Husserl’s Defining of
Dasein
I have found it quite interesting
that Husserl, formerly a theological student, makes references to St. Paul and other New
Testament writers discussing, “Being in the world”. St Paul said, “We are in the world,
but not of the world”. I contemplate how much of this theological wisdom had an
effect and/or influence on Husserl’s philosophical in-depth defining of
“Being”.
Dasein, sometimes understood as
human life, differs ontologically from all things that are not Dasein in
essential respects. Husserl re-awakens the universal question (which began with
the Pre-Socratics), what is meant by “Being”. For Heidegger, “Being” is obscure
and un-definable, nevertheless it
is an evident concept. It is rather different from how we have understood being
in the world with respect to persons and things. He understands “Dasein”
phenomenologically and ontologically and gives an analysis of the existentialia
and existentialistic meanings of human “Dasein”. There is a complex lexicon of
German terminology that he utilizes in order to explain “Dasein” or “Being in
the world”. Vorhanden are objects that we focus as objects “present at hand”,
there by nature. Heidegger tries to retrieve this understanding of being as we
have forgotten their nature of Being in the world. Zuhanden. (close at hand)
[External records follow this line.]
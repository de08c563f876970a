//! Validator generation (`spec.md` §4.8.3).

use serde::Serialize;

use crate::spec::{Document, SchemaRef};
use crate::validation::ValidationErrorCode;

#[derive(Debug, Clone, Serialize)]
pub struct ValidatorRule {
    pub field: String,
    pub code: ValidationErrorCode,
    pub constraint_value: Option<f64>,
    pub optional: bool,
    pub pattern: Option<String>,
    pub enum_literals: Vec<String>,
}

#[derive(Debug, Clone, Serialize)]
pub struct ValidatorDef {
    pub entity_name: String,
    pub fn_name: String,
    pub rules: Vec<ValidatorRule>,
}

/// One [`ValidatorDef`] per struct entity, rules in field declaration order
/// (`spec.md` §4.8.3: "walks fields in declaration order and returns on the
/// first failure"). Scalar/enum/array-alias entities have nothing to validate
/// beyond what their own codec already enforces by construction.
pub fn collect_validators(doc: &Document) -> Vec<ValidatorDef> {
    let mut out = Vec::new();
    for (idx, schema) in doc.schemas.iter().enumerate() {
        let Some(name) = &schema.name else { continue };
        if schema.properties.is_empty() {
            continue;
        }
        let mut rules = Vec::new();
        for (field_name, field_ref) in &schema.properties {
            let required = schema.required.contains(field_name);
            if required {
                rules.push(ValidatorRule {
                    field: field_name.clone(),
                    code: ValidationErrorCode::RequiredFieldMissing,
                    constraint_value: None,
                    optional: false,
                    pattern: None,
                    enum_literals: Vec::new(),
                });
            }
            rules.extend(field_rules(doc, field_name, *field_ref, !required));
        }
        out.push(ValidatorDef {
            entity_name: name.clone(),
            fn_name: format!("validate_{}", crate::generator::codec::snake(name)),
            rules,
        });
    }
    out
}

fn field_rules(doc: &Document, field_name: &str, schema_ref: SchemaRef, optional: bool) -> Vec<ValidatorRule> {
    let schema = doc.schema(schema_ref);
    let mut rules = Vec::new();
    let mut push = |code: ValidationErrorCode, value: Option<f64>| {
        rules.push(ValidatorRule {
            field: field_name.to_string(),
            code,
            constraint_value: value,
            optional,
            pattern: None,
            enum_literals: Vec::new(),
        })
    };

    if let Some(v) = schema.min_length {
        push(ValidationErrorCode::StringTooShort, Some(v as f64));
    }
    if let Some(v) = schema.max_length {
        push(ValidationErrorCode::StringTooLong, Some(v as f64));
    }
    match schema.format.as_deref() {
        Some("email") => push(ValidationErrorCode::InvalidEmailFormat, None),
        Some("uuid") => push(ValidationErrorCode::InvalidUuidFormat, None),
        Some("date-time") => push(ValidationErrorCode::InvalidDatetimeFormat, None),
        _ => {}
    }
    if let Some(pattern) = &schema.pattern {
        rules.push(ValidatorRule {
            field: field_name.to_string(),
            code: ValidationErrorCode::PatternMismatch,
            constraint_value: None,
            optional,
            pattern: Some(pattern.clone()),
            enum_literals: Vec::new(),
        });
    }
    if !schema.enum_values.is_empty() {
        let literals = schema
            .enum_values
            .iter()
            .filter_map(|v| v.as_str().map(str::to_string))
            .collect();
        rules.push(ValidatorRule {
            field: field_name.to_string(),
            code: ValidationErrorCode::InvalidEnumValue,
            constraint_value: None,
            optional,
            pattern: None,
            enum_literals: literals,
        });
    }
    if let Some(v) = schema.minimum {
        if schema.exclusive_minimum {
            push(ValidationErrorCode::ValueBelowExclusiveMinimum, Some(v));
        } else {
            push(ValidationErrorCode::ValueTooSmall, Some(v));
        }
    }
    if let Some(v) = schema.maximum {
        if schema.exclusive_maximum {
            push(ValidationErrorCode::ValueAboveExclusiveMaximum, Some(v));
        } else {
            push(ValidationErrorCode::ValueTooLarge, Some(v));
        }
    }
    if let Some(v) = schema.multiple_of {
        push(ValidationErrorCode::ValueNotMultipleOf, Some(v));
    }
    if let Some(v) = schema.min_items {
        push(ValidationErrorCode::ArrayTooSmall, Some(v as f64));
    }
    if let Some(v) = schema.max_items {
        push(ValidationErrorCode::ArrayTooLarge, Some(v as f64));
    }
    if schema.unique_items {
        push(ValidationErrorCode::ArrayItemsNotUnique, None);
    }

    rules
}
are utensils made by hand and at our disposal. Vorhanden often is used to refer
to all that are not human “Dasein”.
Existentialistic concerns the philosophical
investigation into the phenomenological structure of “Dasein” and understanding
the existentialia of “Dasein”. Some of the existentialia of Dasein are
Befindllichkeit, Verstehen ,Rede, Verfallen and a host of others which define
the structure of Dasein. These four above mentioned terms refer to, the thrownness
of Dasein into the there (Da) of the world revealed through moods,
understanding, language and occupation with the world of its care,
respectively.
Dasein is concerned with its own
“Being”, its possibilities, for we are the “Being” for whom our own Being” is
always an issue. Dasein does not express essence, but rather “Being there”, to
which the term existence applies exclusively to it. In the phenomenological
reduction, Husserl attempts to overcome the attitude of subjectivity in his
analyses.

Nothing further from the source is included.